▶ _Work order_: Set down the records again, keeping each line exactly as it is.

▶ _Material shown_:
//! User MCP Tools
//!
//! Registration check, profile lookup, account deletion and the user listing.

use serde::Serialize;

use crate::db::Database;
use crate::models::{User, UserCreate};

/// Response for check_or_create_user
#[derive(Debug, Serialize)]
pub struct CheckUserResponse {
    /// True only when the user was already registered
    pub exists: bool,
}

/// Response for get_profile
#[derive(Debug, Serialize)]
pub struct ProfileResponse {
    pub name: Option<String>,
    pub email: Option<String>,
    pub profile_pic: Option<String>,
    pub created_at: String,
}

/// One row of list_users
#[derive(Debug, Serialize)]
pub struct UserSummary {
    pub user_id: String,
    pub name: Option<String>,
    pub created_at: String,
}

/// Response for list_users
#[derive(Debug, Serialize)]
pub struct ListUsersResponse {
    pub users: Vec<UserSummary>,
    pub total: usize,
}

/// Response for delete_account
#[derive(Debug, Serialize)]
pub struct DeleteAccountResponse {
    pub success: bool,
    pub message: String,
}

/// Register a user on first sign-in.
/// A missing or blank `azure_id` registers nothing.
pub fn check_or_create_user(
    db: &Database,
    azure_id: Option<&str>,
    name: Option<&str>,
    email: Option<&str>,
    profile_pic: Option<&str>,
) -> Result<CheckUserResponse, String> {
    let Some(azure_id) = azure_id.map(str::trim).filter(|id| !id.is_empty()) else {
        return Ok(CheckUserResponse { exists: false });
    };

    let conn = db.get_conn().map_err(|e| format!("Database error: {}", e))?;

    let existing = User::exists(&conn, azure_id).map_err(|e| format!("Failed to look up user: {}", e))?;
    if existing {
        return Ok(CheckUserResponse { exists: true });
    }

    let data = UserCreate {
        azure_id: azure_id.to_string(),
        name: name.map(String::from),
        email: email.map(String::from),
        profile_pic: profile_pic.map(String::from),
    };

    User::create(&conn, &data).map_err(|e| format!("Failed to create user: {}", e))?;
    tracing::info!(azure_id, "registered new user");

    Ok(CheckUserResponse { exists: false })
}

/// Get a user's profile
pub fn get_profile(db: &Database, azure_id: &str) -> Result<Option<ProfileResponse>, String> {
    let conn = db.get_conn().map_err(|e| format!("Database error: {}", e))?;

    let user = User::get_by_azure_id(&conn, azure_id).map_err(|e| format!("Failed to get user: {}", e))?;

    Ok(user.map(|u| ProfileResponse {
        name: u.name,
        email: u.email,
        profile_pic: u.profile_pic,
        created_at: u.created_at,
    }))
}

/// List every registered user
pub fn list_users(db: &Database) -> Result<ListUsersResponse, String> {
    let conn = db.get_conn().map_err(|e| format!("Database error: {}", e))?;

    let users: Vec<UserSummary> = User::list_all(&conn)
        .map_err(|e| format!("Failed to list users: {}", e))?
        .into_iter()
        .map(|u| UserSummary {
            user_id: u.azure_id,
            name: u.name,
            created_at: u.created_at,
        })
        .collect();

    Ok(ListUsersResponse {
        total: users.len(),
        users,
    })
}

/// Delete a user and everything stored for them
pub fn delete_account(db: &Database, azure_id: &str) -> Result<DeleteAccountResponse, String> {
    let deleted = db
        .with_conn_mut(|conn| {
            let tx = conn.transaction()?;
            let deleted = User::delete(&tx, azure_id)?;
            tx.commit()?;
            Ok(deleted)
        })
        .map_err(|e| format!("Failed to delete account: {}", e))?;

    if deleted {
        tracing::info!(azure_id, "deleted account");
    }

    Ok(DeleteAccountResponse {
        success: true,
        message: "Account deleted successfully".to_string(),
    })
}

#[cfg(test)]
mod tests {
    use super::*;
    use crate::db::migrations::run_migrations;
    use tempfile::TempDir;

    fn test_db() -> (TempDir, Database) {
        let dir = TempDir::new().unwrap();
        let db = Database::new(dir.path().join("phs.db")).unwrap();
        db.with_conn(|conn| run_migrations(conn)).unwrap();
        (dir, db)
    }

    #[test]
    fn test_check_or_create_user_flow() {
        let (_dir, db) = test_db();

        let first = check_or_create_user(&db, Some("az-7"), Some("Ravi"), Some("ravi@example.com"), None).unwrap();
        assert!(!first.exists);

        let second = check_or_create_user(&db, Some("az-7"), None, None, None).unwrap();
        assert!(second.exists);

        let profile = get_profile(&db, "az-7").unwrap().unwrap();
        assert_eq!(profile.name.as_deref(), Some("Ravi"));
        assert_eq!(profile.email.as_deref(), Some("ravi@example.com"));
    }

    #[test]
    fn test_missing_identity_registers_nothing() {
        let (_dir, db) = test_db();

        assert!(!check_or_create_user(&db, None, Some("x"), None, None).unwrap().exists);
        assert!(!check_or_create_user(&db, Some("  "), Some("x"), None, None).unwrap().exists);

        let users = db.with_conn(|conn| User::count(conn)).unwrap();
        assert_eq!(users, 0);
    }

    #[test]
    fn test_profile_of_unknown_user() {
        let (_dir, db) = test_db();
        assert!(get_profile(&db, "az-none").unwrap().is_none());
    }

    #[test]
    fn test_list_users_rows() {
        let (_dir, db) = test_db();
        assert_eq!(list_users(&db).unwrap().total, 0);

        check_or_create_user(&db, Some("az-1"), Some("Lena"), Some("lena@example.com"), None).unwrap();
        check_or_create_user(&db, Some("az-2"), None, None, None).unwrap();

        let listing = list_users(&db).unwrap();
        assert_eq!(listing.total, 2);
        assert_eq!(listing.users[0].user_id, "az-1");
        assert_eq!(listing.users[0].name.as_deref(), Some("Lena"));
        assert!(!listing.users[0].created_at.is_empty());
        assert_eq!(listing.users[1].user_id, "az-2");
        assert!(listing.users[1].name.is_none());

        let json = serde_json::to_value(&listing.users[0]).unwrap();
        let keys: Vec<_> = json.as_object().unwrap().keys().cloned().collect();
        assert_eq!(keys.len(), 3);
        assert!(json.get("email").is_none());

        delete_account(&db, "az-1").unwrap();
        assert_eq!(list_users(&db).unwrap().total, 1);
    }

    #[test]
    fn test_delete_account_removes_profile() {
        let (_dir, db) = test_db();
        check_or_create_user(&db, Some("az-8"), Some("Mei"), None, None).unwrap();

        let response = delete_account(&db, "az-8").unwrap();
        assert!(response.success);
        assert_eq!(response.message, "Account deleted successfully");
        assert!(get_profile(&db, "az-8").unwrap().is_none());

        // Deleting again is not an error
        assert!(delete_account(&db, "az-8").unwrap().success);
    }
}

▶ _Exercise output_:
//! User MCP Tools
//!
//! Registration check, profile lookup, account deletion and the user listing.

use serde::Serialize;

use crate::db::Database;
use crate::models::{User, UserCreate};

/// Response for check_or_create_user
#[derive(Debug, Serialize)]
pub struct CheckUserResponse {
    /// True only when the user was already registered
    pub exists: bool,
}

/// Response for get_profile
#[derive(Debug, Serialize)]
pub struct ProfileResponse {
    pub name: Option<String>,
    pub email: Option<String>,
    pub profile_pic: Option<String>,
    pub created_at: String,
}

/// One row of list_users
#[derive(Debug, Serialize)]
pub struct UserSummary {
    pub user_id: String,
    pub name: Option<String>,
    pub created_at: String,
}

/// Response for list_users
#[derive(Debug, Serialize)]
pub struct ListUsersResponse {
    pub users: Vec<UserSummary>,
    pub total: usize,
}

/// Response for delete_account
#[derive(Debug, Serialize)]
pub struct DeleteAccountResponse {
    pub success: bool,
    pub message: String,
}

/// Register a user on first sign-in.
/// A missing or blank `azure_id` registers nothing.
pub fn check_or_create_user(
    db: &Database,
    azure_id: Option<&str>,
    name: Option<&str>,
    email: Option<&str>,
    profile_pic: Option<&str>,
) -> Result<CheckUserResponse, String> {
    let Some(azure_id) = azure_id.map(str::trim).filter(|id| !id.is_empty()) else {
        return Ok(CheckUserResponse { exists: false });
    };

    let conn = db.get_conn().map_err(|e| format!("Database error: {}", e))?;

    let existing = User::exists(&conn, azure_id).map_err(|e| format!("Failed to look up user: {}", e))?;
    if existing {
        return Ok(CheckUserResponse { exists: true });
    }

    let data = UserCreate {
        azure_id: azure_id.to_string(),
        name: name.map(String::from),
        email: email.map(String::from),
        profile_pic: profile_pic.map(String::from),
    };

    User::create(&conn, &data).map_err(|e| format!("Failed to create user: {}", e))?;
    tracing::info!(azure_id, "registered new user");

    Ok(CheckUserResponse { exists: false })
}

/// Get a user's profile
pub fn get_profile(db: &Database, azure_id: &str) -> Result<Option<ProfileResponse>, String> {
    let conn = db.get_conn().map_err(|e| format!("Database error: {}", e))?;

    let user = User::get_by_azure_id(&conn, azure_id).map_err(|e| format!("Failed to get user: {}", e))?;

    Ok(user.map(|u| ProfileResponse {
        name: u.name,
        email: u.email,
        profile_pic: u.profile_pic,
        created_at: u.created_at,
    }))
}

/// List every registered user
pub fn list_users(db: &Database) -> Result<ListUsersResponse, String> {
    let conn = db.get_conn().map_err(|e| format!("Database error: {}", e))?;

    let users: Vec<UserSummary> = User::list_all(&conn)
        .map_err(|e| format!("Failed to list users: {}", e))?
        .into_iter()
        .map(|u| UserSummary {
            user_id: u.azure_id,
            name: u.name,
            created_at: u.created_at,
        })
        .collect();

    Ok(ListUsersResponse {
        total: users.len(),
        users,
    })
}

/// Delete a user and everything stored for them
pub fn delete_account(db: &Database, azure_id: &str) -> Result<DeleteAccountResponse, String> {
    let deleted = db
        .with_conn_mut(|conn| {
            let tx = conn.transaction()?;
            let deleted = User::delete(&tx, azure_id)?;
            tx.commit()?;
            Ok(deleted)
        })
        .map_err(|e| format!("Failed to delete account: {}", e))?;

    if deleted {
        tracing::info!(azure_id, "deleted account");
    }

    Ok(DeleteAccountResponse {
        success: true,
        message: "Account deleted successfully".to_string(),
    })
}

#[cfg(test)]
mod tests {
    use super::*;
    use crate::db::migrations::run_migrations;
    use tempfile::TempDir;

    fn test_db() -> (TempDir, Database) {
        let dir = TempDir::new().unwrap();
        let db = Database::new(dir.path().join("phs.db")).unwrap();
        db.with_conn(|conn| run_migrations(conn)).unwrap();
        (dir, db)
    }

    #[test]
    fn test_check_or_create_user_flow() {
        let (_dir, db) = test_db();

        let first = check_or_create_user(&db, Some("az-7"), Some("Ravi"), Some("ravi@example.com"), None).unwrap();
        assert!(!first.exists);

        let second = check_or_create_user(&db, Some("az-7"), None, None, None).unwrap();
        assert!(second.exists);

        let profile = get_profile(&db, "az-7").unwrap().unwrap();
        assert_eq!(profile.name.as_deref(), Some("Ravi"));
        assert_eq!(profile.email.as_deref(), Some("ravi@example.com"));
    }

    #[test]
    fn test_missing_identity_registers_nothing() {
        let (_dir, db) = test_db();

        assert!(!check_or_create_user(&db, None, Some("x"), None, None).unwrap().exists);
        assert!(!check_or_create_user(&db, Some("  "), Some("x"), None, None).unwrap().exists);

        let users = db.with_conn(|conn| User::count(conn)).unwrap();
        assert_eq!(users, 0);
    }

    #[test]
    fn test_profile_of_unknown_user() {
        let (_dir, db) = test_db();
        assert!(get_profile(&db, "az-none").unwrap().is_none());
    }

    #[test]
    fn test_list_users_rows() {
        let (_dir, db) = test_db();
        assert_eq!(list_users(&db).unwrap().total, 0);

        check_or_create_user(&db, Some("az-1"), Some("Lena"), Some("lena@example.com"), None).unwrap();
        check_or_create_user(&db, Some("az-2"), None, None, None).unwrap();

        let listing = list_users(&db).unwrap();
        assert_eq!(listing.total, 2);
        assert_eq!(listing.users[0].user_id, "az-1");
        assert_eq!(listing.users[0].name.as_deref(), Some("Lena"));
        assert!(!listing.users[0].created_at.is_empty());
        assert_eq!(listing.users[1].user_id, "az-2");
        assert!(listing.users[1].name.is_none());

        let json = serde_json::to_value(&listing.users[0]).unwrap();
        let keys: Vec<_> = json.as_object().unwrap().keys().cloned().collect();
        assert_eq!(keys.len(), 3);
        assert!(json.get("email").is_none());

        delete_account(&db, "az-1").unwrap();
        assert_eq!(list_users(&db).unwrap().total, 1);
    }

    #[test]
    fn test_delete_account_removes_profile() {
        let (_dir, db) = test_db();
        check_or_create_user(&db, Some("az-8"), Some("Mei"), None, None).unwrap();

        let response = delete_account(&db, "az-8").unwrap();
        assert!(response.success);
        assert_eq!(response.message, "Account deleted successfully");
        assert!(get_profile(&db, "az-8").unwrap().is_none());

        // Deleting again is not an error
        assert!(delete_account(&db, "az-8").unwrap().success);
    }
}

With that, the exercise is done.